Bronchiolitis obliterans organizing pneumonia (BOOP) is a clinical syndrome characterized by perivascular/peribronchiolar leukocyte infiltration leading to the development of intraalveolar fibrosis. We have developed an animal model of BOOP where CBA/J mice infected with 1 x 10(6) plaque-forming units (PFU) reovirus 1/L develop follicular bronchiolitis and intraalveolar fibrosis similar to human BOOP. In this report, we demonstrate a role for T cells in the development of intraluminal fibrosis associated with BOOP. Corticosteroid treatment of reovirus 1/L-infected mice both inhibited the development of fibrotic lesions when administered early in the time-course and promoted the resolution of fibrotic lesions when corticosteroid administration was delayed. Further, the depletion of either CD4(+) or CD8(+) T cells before reovirus 1/L infection also inhibited fibrotic lesion development.

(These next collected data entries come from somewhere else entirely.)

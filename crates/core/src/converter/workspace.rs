//! Per-call temporary directories.

use std::path::{Path, PathBuf};
use std::time::Duration;
use tempfile::TempDir;
use tracing::debug;

use super::error::ConversionError;
use crate::format::Format;

/// Removal attempts for a workspace whose files are still held open.
const CLEANUP_ATTEMPTS: u32 = 5;
const CLEANUP_BACKOFF: Duration = Duration::from_millis(100);

/// A private directory holding one input and one output file for a single
/// conversion. Deleted when dropped, whatever the outcome of the call.
#[derive(Debug)]
pub struct TempWorkspace {
    dir: Option<TempDir>,
    path: PathBuf,
}

impl TempWorkspace {
    /// Creates a fresh directory under `base` or the system temp directory.
    pub fn new(base: Option<&Path>) -> std::io::Result<Self> {
        let mut builder = tempfile::Builder::new();
        builder.prefix("vecconv-");
        let dir = match base {
            Some(base) => {
                std::fs::create_dir_all(base)?;
                builder.tempdir_in(base)?
            }
            None => builder.tempdir()?,
        };
        let path = dir.path().to_path_buf();
        Ok(Self {
            dir: Some(dir),
            path,
        })
    }

    pub fn path(&self) -> &Path {
        &self.path
    }

    /// `image.<ext>` for the input file.
    pub fn input_path(&self, format: Format) -> PathBuf {
        self.path.join(format!("image.{}", format.extension()))
    }

    /// `image.<ext>` for the output file, disambiguated when it would
    /// collide with the input.
    pub fn output_path(&self, from: Format, to: Format) -> PathBuf {
        if from == to {
            self.path.join(format!("image.out.{}", to.extension()))
        } else {
            self.input_path(to)
        }
    }

    /// Writes the input content and returns its path.
    pub async fn write_input(
        &self,
        format: Format,
        content: &[u8],
    ) -> Result<PathBuf, ConversionError> {
        let path = self.input_path(format);
        tokio::fs::write(&path, content).await?;
        Ok(path)
    }

    /// Reads the tool's output, treating an absent or empty file as missing.
    pub async fn read_output(
        &self,
        path: &Path,
        tool: &str,
        command: &str,
    ) -> Result<Vec<u8>, ConversionError> {
        let missing = || ConversionError::OutputMissing {
            tool: tool.to_string(),
            path: path.to_path_buf(),
            command: command.to_string(),
        };

        match tokio::fs::metadata(path).await {
            Ok(meta) if meta.is_file() && meta.len() > 0 => Ok(tokio::fs::read(path).await?),
            Ok(_) => Err(missing()),
            Err(e) if e.kind() == std::io::ErrorKind::NotFound => Err(missing()),
            Err(e) => Err(e.into()),
        }
    }
}

impl Drop for TempWorkspace {
    fn drop(&mut self) {
        let Some(dir) = self.dir.take() else {
            return;
        };
        let Err(e) = dir.close() else {
            return;
        };
        debug!(path = %self.path.display(), error = %e, "temp workspace removal failed");

        // Tools that crashed or hung on Windows can keep handles open for a
        // moment after exit. The retries sleep, so keep them off async workers.
        if cfg!(windows) {
            let path = self.path.clone();
            match tokio::runtime::Handle::try_current() {
                Ok(handle) => {
                    handle.spawn_blocking(move || retry_removal(&path));
                }
                Err(_) => {
                    retry_removal(&path);
                }
            }
        }
    }
}

/// Retries removing `path`, returning whether it is gone.
fn retry_removal(path: &Path) -> bool {
    for _ in 0..CLEANUP_ATTEMPTS {
        match std::fs::remove_dir_all(path) {
            Ok(()) => return true,
            Err(e) if e.kind() == std::io::ErrorKind::NotFound => return true,
            Err(_) => std::thread::sleep(CLEANUP_BACKOFF),
        }
    }
    debug!(path = %path.display(), "leaving temp workspace behind");
    false
}

#[cfg(test)]
mod tests {
    use super::*;

    #[test]
    fn test_retry_removal() {
        let parent = tempfile::tempdir().unwrap();
        let dir = parent.path().join("leftover");
        std::fs::create_dir_all(dir.join("nested")).unwrap();
        std::fs::write(dir.join("nested/image.svg"), b"<svg/>").unwrap();

        assert!(retry_removal(&dir));
        assert!(!dir.exists());
        assert!(retry_removal(&dir));
    }

    #[test]
    fn test_paths_follow_naming_convention() {
        let ws = TempWorkspace::new(None).unwrap();
        assert_eq!(ws.input_path(Format::Pdf), ws.path().join("image.pdf"));
        assert_eq!(ws.output_path(Format::Pdf, Format::Svg), ws.path().join("image.svg"));
        assert_ne!(
            ws.output_path(Format::Svg, Format::Svg),
            ws.input_path(Format::Svg)
        );
    }

    #[test]
    fn test_directory_removed_on_drop() {
        let ws = TempWorkspace::new(None).unwrap();
        let path = ws.path().to_path_buf();
        std::fs::write(ws.input_path(Format::Eps), b"%!PS").unwrap();
        assert!(path.exists());
        drop(ws);
        assert!(!path.exists());
    }

    #[test]
    fn test_custom_base_directory() {
        let base = tempfile::tempdir().unwrap();
        let nested = base.path().join("work");
        let ws = TempWorkspace::new(Some(&nested)).unwrap();
        assert!(ws.path().starts_with(&nested));
    }

    #[tokio::test]
    async fn test_read_output_missing_and_empty() {
        let ws = TempWorkspace::new(None).unwrap();
        let out = ws.output_path(Format::Pdf, Format::Svg);

        let err = ws.read_output(&out, "inkscape", "inkscape x").await.unwrap_err();
        assert!(err.is_retryable());

        tokio::fs::write(&out, b"").await.unwrap();
        let err = ws.read_output(&out, "inkscape", "inkscape x").await.unwrap_err();
        assert!(err.is_retryable());

        tokio::fs::write(&out, b"<svg/>").await.unwrap();
        assert_eq!(ws.read_output(&out, "inkscape", "x").await.unwrap(), b"<svg/>");
    }

    #[tokio::test]
    async fn test_removed_when_call_fails() {
        async fn failing(ws: &TempWorkspace) -> Result<(), ConversionError> {
            ws.write_input(Format::Svg, b"<svg/>").await?;
            Err(ConversionError::malformed_input("boom"))
        }

        let ws = TempWorkspace::new(None).unwrap();
        let path = ws.path().to_path_buf();
        let result = failing(&ws).await;
        drop(ws);
        assert!(result.is_err());
        assert!(!path.exists());
    }
}
//! Save command: write a fresh baseline

use std::process::ExitCode;

use anyhow::{Context, Result};

use test_delta::{session, DeltaConfig};

/// Rebuild from the working tree and persist, regardless of test results
pub(crate) fn cmd_save(config: DeltaConfig) -> Result<ExitCode> {
    let _span = tracing::info_span!("cmd_save").entered();

    let snapshot = session::build_baseline(&config);
    snapshot
        .save(&config.snapshot_path)
        .with_context(|| format!("Failed to write {}", config.snapshot_path.display()))?;
    println!(
        "Saved baseline: {} file{} -> {}",
        snapshot.file_hashes.len(),
        if snapshot.file_hashes.len() == 1 { "" } else { "s" },
        config.snapshot_path.display()
    );
    Ok(ExitCode::SUCCESS)
}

Both corticosteroid treatment and depletion of CD4(+) or CD8(+) T cells also resulted in decreased expression of the proinflammatory and profibrotic cytokines, interferon (IFN)-gamma and monocyte chemoattractant protein-1 (MCP-1). Further, treatment of mice with a neutralizing monoclonal antibody to IFN-gamma also significantly inhibited the development of fibrosis. Taken together, these results suggest a significant role for T cells in the development of reovirus 1/L-induced BOOP fibrotic lesions in CBA/J mice and suggests that T(H)1-derived cytokines, especially IFN-gamma, may play a key role in fibrotic lesion development.